▸ Problem statement: Output only the lines of the entries that follow, starting at the one with "build.file(path);" and running down to the one with "filename src/sys.rs", both included and unchanged.

▸ Data provided:
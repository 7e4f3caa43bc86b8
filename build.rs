//! Compiles the exception-catching adapter and links Vosk.
//!
//! Nothing native is built unless `vosk-static` or `vosk-dylib` is enabled.

fn main() {
    println!("cargo:rerun-if-changed=build.rs");

    #[cfg(any(feature = "vosk-static", feature = "vosk-dylib"))]
    if let Err(e) = native::build() {
        panic!("failed to build the Vosk adapter: {e}");
    }
}

#[cfg(any(feature = "vosk-static", feature = "vosk-dylib"))]
mod native {
    use std::{
        env,
        error::Error,
        path::{Path, PathBuf},
    };

    type BuildResult<T> = Result<T, Box<dyn Error>>;

    const ADAPTER: &str = "csrc/wrap_catching.cc";

    #[cfg(feature = "vosk-static")]
    const VOSK_FILES: [&str; 5] = [
        "kaldi_recognizer.cc",
        "spk_model.cc",
        "model.cc",
        "vosk_api.cc",
        "language_model.cc",
    ];

    #[cfg(feature = "vosk-static")]
    const KALDI_MODULES: [&str; 16] = [
        "online2",
        "decoder",
        "ivector",
        "gmm",
        "nnet3",
        "tree",
        "feat",
        "lat",
        "lm",
        "hmm",
        "transform",
        "cudamatrix",
        "matrix",
        "fstext",
        "util",
        "base",
    ];

    pub fn build() -> BuildResult<()> {
        println!("cargo:rerun-if-env-changed=KALDI_ROOT");
        println!("cargo:rerun-if-env-changed=VOSK_SRC");
        println!("cargo:rerun-if-env-changed=VOSK_LIB_DIR");
        println!("cargo:rerun-if-changed={ADAPTER}");
        println!("cargo:rustc-cfg=vosk");

        let kaldi_root = source_dir("KALDI_ROOT", "kaldi")?;
        let vosk_src = source_dir("VOSK_SRC", "vosk-api/src")?;

        let mut build = cc::Build::new();
        build
            .cpp(true)
            .flag_if_supported("-Wno-unused-parameter")
            .flag_if_supported("-Wno-sign-compare")
            .flag_if_supported("-Wno-deprecated-copy")
            .include(kaldi_root.join("src"))
            .include(kaldi_root.join("tools/openfst/include"))
            .include(&vosk_src)
            .file(ADAPTER);

        #[cfg(feature = "vosk-static")]
        {
            add_vosk_sources(&mut build, &vosk_src);
            build.static_flag(true);
        }

        build.compile("vosk_wrap");

        #[cfg(feature = "vosk-static")]
        link_static(&kaldi_root)?;

        #[cfg(all(feature = "vosk-dylib", not(feature = "vosk-static")))]
        link_dylib();

        Ok(())
    }

    /// Resolves a source tree from `var`, falling back to `default` under the crate root.
    fn source_dir(var: &str, default: &str) -> BuildResult<PathBuf> {
        let dir = match env::var_os(var) {
            Some(dir) => PathBuf::from(dir),
            None => PathBuf::from(env::var("CARGO_MANIFEST_DIR")?).join(default),
        };
        if !dir.is_dir() {
            return Err(format!(
                "{} does not exist; set {var} to the directory containing the sources",
                dir.display()
            )
            .into());
        }
        Ok(dir)
    }

    #[cfg(feature = "vosk-static")]
    fn add_vosk_sources(build: &mut cc::Build, vosk_src: &Path) {
        for file in VOSK_FILES {
            let path = vosk_src.join(file);
            println!("cargo:rerun-if-changed={}", path.display());
            build.file(path);
        }
    }

    #[cfg(feature = "vosk-static")]
    fn link_static(kaldi_root: &Path) -> BuildResult<()> {
        let out_dir = PathBuf::from(env::var("OUT_DIR")?);
        let kaldi_src = kaldi_root.join("src");

        // Kaldi archives are named `kaldi-<module>.a` with no `lib` prefix.
        for module in KALDI_MODULES {
            let name = format!("kaldi-{module}");
            let from = kaldi_src.join(module).join(format!("{name}.a"));
            let to = out_dir.join(format!("lib{name}.a"));
            std::fs::copy(&from, &to)
                .map_err(|e| format!("cannot copy {}: {e}", from.display()))?;
            println!("cargo:rustc-link-lib=static={name}");
        }
        println!("cargo:rustc-link-search=native={}", out_dir.display());

        let fst_dir = kaldi_root.join("tools/openfst/lib");
        println!("cargo:rustc-link-search=native={}", fst_dir.display());
        println!("cargo:rustc-link-lib=static=fst");
        println!("cargo:rustc-link-lib=static=fstngram");

        for lib in ["lapack", "atlas", "blas", "gfortran"] {
            println!("cargo:rustc-link-lib={lib}");
        }
        Ok(())
    }

    #[cfg(all(feature = "vosk-dylib", not(feature = "vosk-static")))]
    fn link_dylib() {
        if let Some(dir) = env::var_os("VOSK_LIB_DIR") {
            println!("cargo:rustc-link-search=native={}", Path::new(&dir).display());
        }
        println!("cargo:rustc-link-lib=dylib=vosk");
    }
}
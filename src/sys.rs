//! Raw bindings to the Vosk model loaders and the exception-catching adapter.
//!
//! The functions are only declared when the crate is built with
//! `vosk-static` or `vosk-dylib`. The opaque types are always available so
//! that code naming them compiles without the native library.

#[cfg(vosk)]
use std::ffi::{c_char, c_int};

/// Model data required for recognition.
///
/// Holds static data only and can be shared across processing threads.
#[repr(C)]
#[derive(Debug)]
pub struct VoskModel {
    _unused: [u8; 0],
}

/// Speaker model: the same as [`VoskModel`] but with the data for speaker
/// identification.
#[repr(C)]
#[derive(Debug)]
pub struct VoskSpkModel {
    _unused: [u8; 0],
}

#[cfg(vosk)]
unsafe extern "C" {
    /// Loads model data from `model_path`, or returns null on any failure.
    pub fn vosk_model_new_or_null(model_path: *const c_char) -> *mut VoskModel;

    /// Releases the model.
    ///
    /// The model is reference-counted; recognizers still using it keep it
    /// alive until the last of them is released.
    pub fn vosk_model_free(model: *mut VoskModel);

    /// Loads speaker model data from `model_path`, or returns null on any
    /// failure.
    pub fn vosk_spk_model_new_or_null(model_path: *const c_char) -> *mut VoskSpkModel;

    /// Releases the speaker model.
    pub fn vosk_spk_model_free(model: *mut VoskSpkModel);

    /// Returns the message left by the last failed `*_new_or_null` call on
    /// this thread, or null.
    ///
    /// The string is owned by the adapter and is overwritten by the next
    /// call on the same thread.
    pub fn vosk_wrap_last_error() -> *const c_char;

    /// Sets the Kaldi log level: negative silences info messages, zero is
    /// the default, positive is more verbose.
    pub fn vosk_set_log_level(log_level: c_int);
}
//! Verbosity of the messages Kaldi prints while loading and decoding.

use std::ffi::c_int;

/// Kaldi log verbosity.
#[derive(Debug, Clone, Copy, Default, PartialEq, Eq)]
pub enum LogLevel {
    /// Only errors are printed.
    Silent,
    /// Info and error messages, no debug output.
    #[default]
    Default,
    /// Debug output up to the given verbosity.
    Verbose(u8),
}

impl LogLevel {
    /// Returns the integer Kaldi expects.
    pub fn as_raw(self) -> c_int {
        match self {
            LogLevel::Silent => -1,
            LogLevel::Default => 0,
            LogLevel::Verbose(level) => c_int::from(level.max(1)),
        }
    }
}

/// Maps a `tracing` level so Kaldi can follow the application's filter.
impl From<tracing::Level> for LogLevel {
    fn from(level: tracing::Level) -> Self {
        match level {
            tracing::Level::ERROR | tracing::Level::WARN => LogLevel::Silent,
            tracing::Level::INFO => LogLevel::Default,
            tracing::Level::DEBUG => LogLevel::Verbose(1),
            // TRACE
            _ => LogLevel::Verbose(2),
        }
    }
}

/// Sets the process-wide Kaldi log level.
#[cfg(vosk)]
#[cfg_attr(docsrs, doc(cfg(any(feature = "vosk-static", feature = "vosk-dylib"))))]
pub fn set_log_level(level: LogLevel) {
    tracing::debug!(level = level.as_raw(), "setting Kaldi log level");
    // SAFETY: takes a plain integer and touches no caller memory.
    unsafe { crate::sys::vosk_set_log_level(level.as_raw()) }
}

#[cfg(test)]
mod tests {
    use super::*;

    #[test]
    fn raw_values() {
        assert_eq!(LogLevel::Silent.as_raw(), -1);
        assert_eq!(LogLevel::default().as_raw(), 0);
        assert_eq!(LogLevel::Verbose(3).as_raw(), 3);
        assert_eq!(LogLevel::Verbose(0).as_raw(), 1);
    }

    #[test]
    fn follows_tracing_levels() {
        assert_eq!(LogLevel::from(tracing::Level::WARN), LogLevel::Silent);
        assert_eq!(LogLevel::from(tracing::Level::INFO), LogLevel::Default);
        assert_eq!(LogLevel::from(tracing::Level::TRACE), LogLevel::Verbose(2));
    }
}
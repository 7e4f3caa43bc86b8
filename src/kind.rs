//! Model kinds: the binding between a raw handle type and its loader.

#[cfg(vosk)]
mod native;

#[cfg(test)]
pub(crate) mod test_support;

use std::ffi::c_char;

#[cfg(vosk)]
#[cfg_attr(docsrs, doc(cfg(any(feature = "vosk-static", feature = "vosk-dylib"))))]
pub use native::{Acoustic, Speaker};

/// Trait used to mark types that can be loaded into a [`Handle`](crate::Handle).
///
/// Implementors name the raw handle type and provide the null-returning
/// constructor, the matching release function and the source of failure
/// diagnostics.
///
/// # Safety
///
/// - [`new_or_null`](Self::new_or_null) must never unwind and must return
///   either null or a pointer that [`free`](Self::free) accepts.
/// - Raw handles must be safe to share between threads and to release from a
///   thread other than the one that created them.
pub unsafe trait ModelKind: Send + Sync + 'static {
    /// The opaque type behind the handle.
    type Raw;

    /// Human-readable name used in errors and log events.
    const NAME: &'static str;

    /// Loads a model from `path`, returning null on any failure.
    ///
    /// # Safety
    ///
    /// `path` must be null or point to a NUL-terminated string that stays
    /// valid for the duration of the call.
    unsafe fn new_or_null(path: *const c_char) -> *mut Self::Raw;

    /// Releases a handle returned by [`new_or_null`](Self::new_or_null).
    ///
    /// # Safety
    ///
    /// `raw` must be non-null, come from `new_or_null` of the same kind, and
    /// not have been released already.
    unsafe fn free(raw: *mut Self::Raw);

    /// Returns the diagnostic of the last failed load on this thread, if the
    /// loader keeps one.
    fn last_error() -> Option<String>;
}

▸ Answer to this task:
            build.file(path);
        }
    }

    #[cfg(feature = "vosk-static")]
    fn link_static(kaldi_root: &Path) -> BuildResult<()> {
        let out_dir = PathBuf::from(env::var("OUT_DIR")?);
        let kaldi_src = kaldi_root.join("src");

        // Kaldi archives are named `kaldi-<module>.a` with no `lib` prefix.
        for module in KALDI_MODULES {
            let name = format!("kaldi-{module}");
            let from = kaldi_src.join(module).join(format!("{name}.a"));
            let to = out_dir.join(format!("lib{name}.a"));
            std::fs::copy(&from, &to)
                .map_err(|e| format!("cannot copy {}: {e}", from.display()))?;
            println!("cargo:rustc-link-lib=static={name}");
        }
        println!("cargo:rustc-link-search=native={}", out_dir.display());

        let fst_dir = kaldi_root.join("tools/openfst/lib");
        println!("cargo:rustc-link-search=native={}", fst_dir.display());
        println!("cargo:rustc-link-lib=static=fst");
        println!("cargo:rustc-link-lib=static=fstngram");

        for lib in ["lapack", "atlas", "blas", "gfortran"] {
            println!("cargo:rustc-link-lib={lib}");
        }
        Ok(())
    }

    #[cfg(all(feature = "vosk-dylib", not(feature = "vosk-static")))]
    fn link_dylib() {
        if let Some(dir) = env::var_os("VOSK_LIB_DIR") {
            println!("cargo:rustc-link-search=native={}", Path::new(&dir).display());
        }
        println!("cargo:rustc-link-lib=dylib=vosk");
    }
}
filename src/sys.rs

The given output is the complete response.